• WORK TO COMPLETE
Set down exactly the lines that run from the line with "cancel.cancel();" to the end of the data, and nothing else.

(Collected data)

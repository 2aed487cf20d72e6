pub mod models;
#[allow(clippy::module_inception)]
pub mod normalizer;
// Local crates
use crate::{
    cli::cli::WatchArgs,
    helpers::{load_config::Config, shutdown::spawn_ctrl_c_listener},
    instrumentation::tracing::init_tracing,
    output::sink::OutputSink,
    poller::{clock::SystemClock, error::WatchError, poller::Poller},
    source::http::HttpEventSource,
};

// External crates
use anyhow::Result;
use chrono::Utc;
use is_terminal::IsTerminal;
use std::io;
use terminal_size::{Width, terminal_size};
use tokio_util::sync::CancellationToken;
use tracing::{info, instrument};

/// Table width used when standard output is not a terminal.
pub const FALLBACK_TERMINAL_WIDTH: usize = 80;

/// Watch runtime initialization and setup.
///
/// Option validation happens before anything else so that bad flags fail fast,
/// without credentials and without touching the network.
#[instrument(
    name = "event_watch_runtime",
    target = "runtime::runtime",
    skip_all,
    level = "debug"
)]
pub async fn run_watch(args: WatchArgs) -> Result<()> {
    let options = args.options();
    let properties = options.validate(Utc::now())?;

    // Load event-watch configurations
    let cfg = Config::load(&args.config)?;
    let _log_guard = init_tracing(&cfg.logging);

    let source = HttpEventSource::new(&cfg.account, &cfg.api).map_err(WatchError::Fetch)?;

    let stdout = io::stdout();
    let is_tty = stdout.is_terminal();
    let width = if is_tty {
        terminal_size()
            .map(|(Width(w), _)| usize::from(w))
            .unwrap_or(FALLBACK_TERMINAL_WIDTH)
    } else {
        FALLBACK_TERMINAL_WIDTH
    };
    let format = args.output.unwrap_or(cfg.output.format);
    let mut sink = OutputSink::new(
        stdout,
        format,
        properties,
        width,
        cfg.output.color.enabled(is_tty),
    );

    // Initialize CancellationToken
    let cancel = CancellationToken::new();
    let listener = spawn_ctrl_c_listener(cancel.clone());

    info!(
        streaming = options.streaming,
        format = ?format,
        width,
        "Starting event watch"
    );

    let mut poller = Poller::new(source, SystemClock);
    let result = poller
        .run(&options, |batch| sink.emit(batch), &cancel)
        .await;

    cancel.cancel();
    let _ = listener.await;

    match result {
        Ok(()) => {
            info!("Event watch finished");
            Ok(())
        }
        Err(e) => {
            // Reported once on stderr by main.
            tracing::debug!(error = %e, exit_code = e.exit_code(), "Event watch failed");
            Err(e.into())
        }
    }
}
#[allow(clippy::module_inception)]
pub mod runtime;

• SOLVED EXERCISE
    cancel.cancel();
    let _ = listener.await;

    match result {
        Ok(()) => {
            info!("Event watch finished");
            Ok(())
        }
        Err(e) => {
            // Reported once on stderr by main.
            tracing::debug!(error = %e, exit_code = e.exit_code(), "Event watch failed");
            Err(e.into())
        }
    }
}
#[allow(clippy::module_inception)]
pub mod runtime;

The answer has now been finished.